Earlier this month, global professional association STEP reported that Britain’s Overseas Territories will not be forced to establish public registries of company beneficial ownership until 2023, a postponement from the original 2020 deadline demanded by UK Members of Parliament.
Recap: The journey to public registries
In 2015 many Britain’s Overseas Territories, including the British Virgin Islands (BVI) and Cayman Islands, committed to keeping registers of company beneficial ownership as part of the global effort toward curbing fraud and tax evasion. The BVI implemented its Beneficial Ownership Secure Search (BOSS) – an electronic search engine that provides details on company beneficial ownership – while the Cayman Islands committed to setting up its General Registry by August 2017.

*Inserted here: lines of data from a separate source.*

//! # Health probe loop.
//!
//! [`HealthMonitor::run`] probes the service on a fixed interval and returns once
//! `failure_threshold` consecutive probes have failed. It never touches the process;
//! killing is the service supervisor's job.
//!
//! ```text
//! every probe_interval:
//!   probe.check(timeout) bounded by tokio::time::timeout(timeout)
//!     ├─ Ok  ──► failures = 0            (ProbeRecovered if it was > 0)
//!     └─ Err ──► failures += 1           (ProbeFailed)
//!                └─ failures >= threshold ──► ProbeThresholdReached, return
//! ```
//!
//! The first probe runs one interval after the monitor starts, giving the freshly
//! spawned process time to come up.

use std::sync::Arc;
use std::time::Duration;

use tokio::time::{self, Instant, MissedTickBehavior};

use crate::{
    config::Config,
    error::ProbeError,
    events::{Bus, Event, EventKind},
    probes::ProbeRef,
};

/// Consecutive probe failures of the current process.
///
/// Local, ephemeral leader-side state: a new value starts at zero for every spawn.
#[derive(Debug, Default, Clone, Copy, PartialEq, Eq)]
pub struct HealthStatus {
    consecutive_failures: u32,
}

impl HealthStatus {
    /// Current number of consecutive failures.
    pub fn consecutive_failures(&self) -> u32 {
        self.consecutive_failures
    }

    /// Resets the counter; returns how many failures were cleared.
    pub fn record_success(&mut self) -> u32 {
        std::mem::take(&mut self.consecutive_failures)
    }

    /// Increments the counter; returns the new value.
    pub fn record_failure(&mut self) -> u32 {
        self.consecutive_failures = self.consecutive_failures.saturating_add(1);
        self.consecutive_failures
    }

    /// Whether the counter has reached `threshold`.
    pub fn reached(&self, threshold: u32) -> bool {
        self.consecutive_failures >= threshold
    }
}

/// Returned by [`HealthMonitor::run`] when the threshold is crossed.
#[derive(Debug, Clone, Copy, PartialEq, Eq)]
pub struct ThresholdReached {
    /// Consecutive failures observed.
    pub failures: u32,
}

/// Periodically probes the managed service.
pub struct HealthMonitor {
    probe: ProbeRef,
    name: Arc<str>,
    interval: Duration,
    timeout: Duration,
    threshold: u32,
    bus: Bus,
    node: Arc<str>,
}

impl HealthMonitor {
    /// Creates a monitor using the probe settings from `cfg`.
    pub fn new(probe: ProbeRef, cfg: &Config, bus: Bus, node: Arc<str>) -> Self {
        Self {
            name: Arc::from(probe.name()),
            probe,
            interval: cfg.probe_interval,
            timeout: cfg.probe_timeout,
            threshold: cfg.failure_threshold.max(1),
            bus,
            node,
        }
    }

    /// Probes until `threshold` consecutive failures, then returns.
    ///
    /// Cancel by dropping the future.
    pub async fn run(&self) -> ThresholdReached {
        let mut status = HealthStatus::default();
        let mut ticker = time::interval_at(Instant::now() + self.interval, self.interval);
        ticker.set_missed_tick_behavior(MissedTickBehavior::Delay);

        loop {
            ticker.tick().await;
            match self.probe_once().await {
                Ok(()) => {
                    let cleared = status.record_success();
                    if cleared > 0 {
                        self.publish(Event::new(EventKind::ProbeRecovered).with_failures(cleared));
                    }
                }
                Err(e) => {
                    let failures = status.record_failure();
                    self.publish(
                        Event::new(EventKind::ProbeFailed)
                            .with_failures(failures)
                            .with_reason(e.to_string()),
                    );
                    if status.reached(self.threshold) {
                        self.publish(
                            Event::new(EventKind::ProbeThresholdReached).with_failures(failures),
                        );
                        return ThresholdReached { failures };
                    }
                }
            }
        }
    }

    /// Runs one probe; a probe that overruns its timeout counts as failed.
    async fn probe_once(&self) -> Result<(), ProbeError> {
        match time::timeout(self.timeout, self.probe.check(self.timeout)).await {
            Ok(res) => res,
            Err(_elapsed) => Err(ProbeError::Timeout {
                timeout: self.timeout,
            }),
        }
    }

    fn publish(&self, ev: Event) {
        self.bus.publish(
            ev.with_node(Arc::clone(&self.node))
                .with_source(Arc::clone(&self.name)),
        );
    }
}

Both territories agreed that this information will be exchanged with the competent authorities, including government agencies and persons that have been given legal authority and power. This also meant UK law enforcement could access the information within an hour in urgent cases. The public, however, would not have access to this information which sparked the introduction of a new transparency measure by way of an amendment to the UK’s Sanctions and Anti-Money Laundering Bill (now SAMLA).
The SAMLA amendment: concerns and timelines
In May last year, a cross-party group of MPs forced this amendment to the bill which allowed the government to enforce public registers on the 14 Overseas Territories by the end of 2020. In a nutshell, this public register policy will force the BVI and other Overseas Territories to publicise the names of ‘secret’ owners of offshore companies registered in those jurisdictions, making this information available to the public. Even though the Foreign and Commonwealth Office (FCO) held the view the amendment would damage the autonomy of the Overseas Territories, it still accepted it.
Unsurprisingly, the amendment caused outrage among the territories (especially those with significant financial centres like the BVI and Cayman Islands). According to STEP they “…described the move as colonialist, undemocratic and a breach of previous agreements.” Most of the other British Overseas Territories have already given commitments to introduce public beneficial ownership registers, granted they became a viable global standard, and they were concerned that the 2020 deadline would lead to a flight of business to other, less-regulated jurisdictions where UK law enforcement authorities would not have the same level of access to beneficial ownership information.
According to STEP, the legislation enacted in May last year requires the government to begin issuing the relevant Orders in Council in December 2020 to any OTs that have not implemented public registers by that date. Last month, Foreign and Commonwealth Minister of State Lord Ahmad told the House of Commons Foreign Affairs Committee that instant compliance was not the expectation, although some of the OTs, notably Gibraltar, are expected to have complied voluntarily by 2020.
Postponing the registry timetable
Lord Ahmad explained the new 2023 deadline was chosen because the former UK Prime Minister, David Cameron, had originally set that the date as the target for ensuring worldwide adherence. He added, though, that the obligation for public registers would remain for Overseas Territories whether or not they were adopted worldwide: an outcome which he admits is unlikely.
According to STEP’s report, Lord Ahmad indicated that “…SAMLA is quite specific on the obligation on the Government to produce an Order in Council on those Territories that don’t have a public register by 2020”. What SAMLA doesn’t specify, however, is the date when public registers must be operational, but Lord Ahmad confirmed it’s been made clear to the Overseas Territories that they will be obligated to produce an operational public register by 2023. He is in the process of confirming this new timetable to the territories.
Impact on companies incorporated in the BVI and Cayman
Despite the potential impact of the establishment of public registries of company beneficial ownership this has not resulted in the flight of assets or the downturn in the numbers of companies being incorporated in the BVI and Cayman Islands.